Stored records
╭──

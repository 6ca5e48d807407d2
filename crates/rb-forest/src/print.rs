//! Recursive debug printer.

use std::fmt::Debug;

use crate::node::{Color, RbNode};

/// Renders the subtree under `node`, one node per line with its arena
/// index and color. `tab` is the current indentation prefix.
pub fn print<K: Debug>(arena: &[RbNode<K>], node: Option<u32>, tab: &str) -> String {
    match node {
        None => "∅".to_string(),
        Some(i) => {
            let n = &arena[i as usize];
            let color = match n.color {
                Color::Black => "black",
                Color::Red => "red",
            };
            let left = print(arena, n.l, &format!("{tab}  "));
            let right = print(arena, n.r, &format!("{tab}  "));
            format!("Node[{i}] {color} {{ {:?} }}\n{tab}L={left}\n{tab}R={right}", n.k)
        }
    }
}
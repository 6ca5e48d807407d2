//! Arena-based red-black tree ordered key container.
//!
//! An ordered multiset with worst-case `O(log n)` search, insertion, and
//! deletion, balanced by node coloring. Instead of raw pointers, all
//! "pointers" are `Option<u32>` indices into a `Vec`-backed arena owned by
//! the tree; parent links are non-owning back-references used only during
//! fixup.
//!
//! The high-level entry point is [`RbTree`]. The underlying free functions
//! operate on `(arena, root)` pairs and are public for callers that manage
//! their own arenas.
//!
//! # Module layout
//!
//! | Module | Contents |
//! |--------|----------|
//! [`node`] | [`RbNode`], [`Color`], [`Side`], link/color helpers |
//! [`rotate`] | `rotate_left` / `rotate_right` primitives |
//! [`insert`] | BST attach + [`InsertCase`] fixup state machine |
//! [`remove`] | deletion reduction + [`DoubleBlackCase`] fixup |
//! [`traverse`] | `first`, `last`, `next`, `find` |
//! [`verify`] | invariant checker, [`InvariantError`] |
//! [`print`] | recursive debug printer |
//! [`tree`] | [`RbTree`] wrapper (arena + free list + comparator) |
//!
//! The structure is a pure single-threaded data type: callers needing
//! shared access serialize whole operations with their own lock.

pub mod insert;
pub mod node;
pub mod print;
pub mod remove;
pub mod rotate;
pub mod traverse;
pub mod tree;
pub mod verify;

pub use insert::{insert, InsertCase};
pub use node::{Color, RbNode, Side};
pub use remove::{remove, DoubleBlackCase};
pub use rotate::{rotate_left, rotate_right};
pub use traverse::{find, first, last, next};
pub use tree::RbTree;
pub use verify::{check, InvariantError};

╰──

- _What to work on_:
Transcribe the lines above between the line holding "filename crates/rb-forest/src/print.rs" and the line holding "raw pointers, all", inclusive, exactly as they stand and with nothing added.

- _Answer box_:
filename crates/rb-forest/src/print.rs
//! Recursive debug printer.

use std::fmt::Debug;

use crate::node::{Color, RbNode};

/// Renders the subtree under `node`, one node per line with its arena
/// index and color. `tab` is the current indentation prefix.
pub fn print<K: Debug>(arena: &[RbNode<K>], node: Option<u32>, tab: &str) -> String {
    match node {
        None => "∅".to_string(),
        Some(i) => {
            let n = &arena[i as usize];
            let color = match n.color {
                Color::Black => "black",
                Color::Red => "red",
            };
            let left = print(arena, n.l, &format!("{tab}  "));
            let right = print(arena, n.r, &format!("{tab}  "));
            format!("Node[{i}] {color} {{ {:?} }}\n{tab}L={left}\n{tab}R={right}", n.k)
        }
    }
}
repository 6ca5e48d807407d2
//! Arena-based red-black tree ordered key container.
//!
//! An ordered multiset with worst-case `O(log n)` search, insertion, and
//! deletion, balanced by node coloring. Instead of raw pointers, all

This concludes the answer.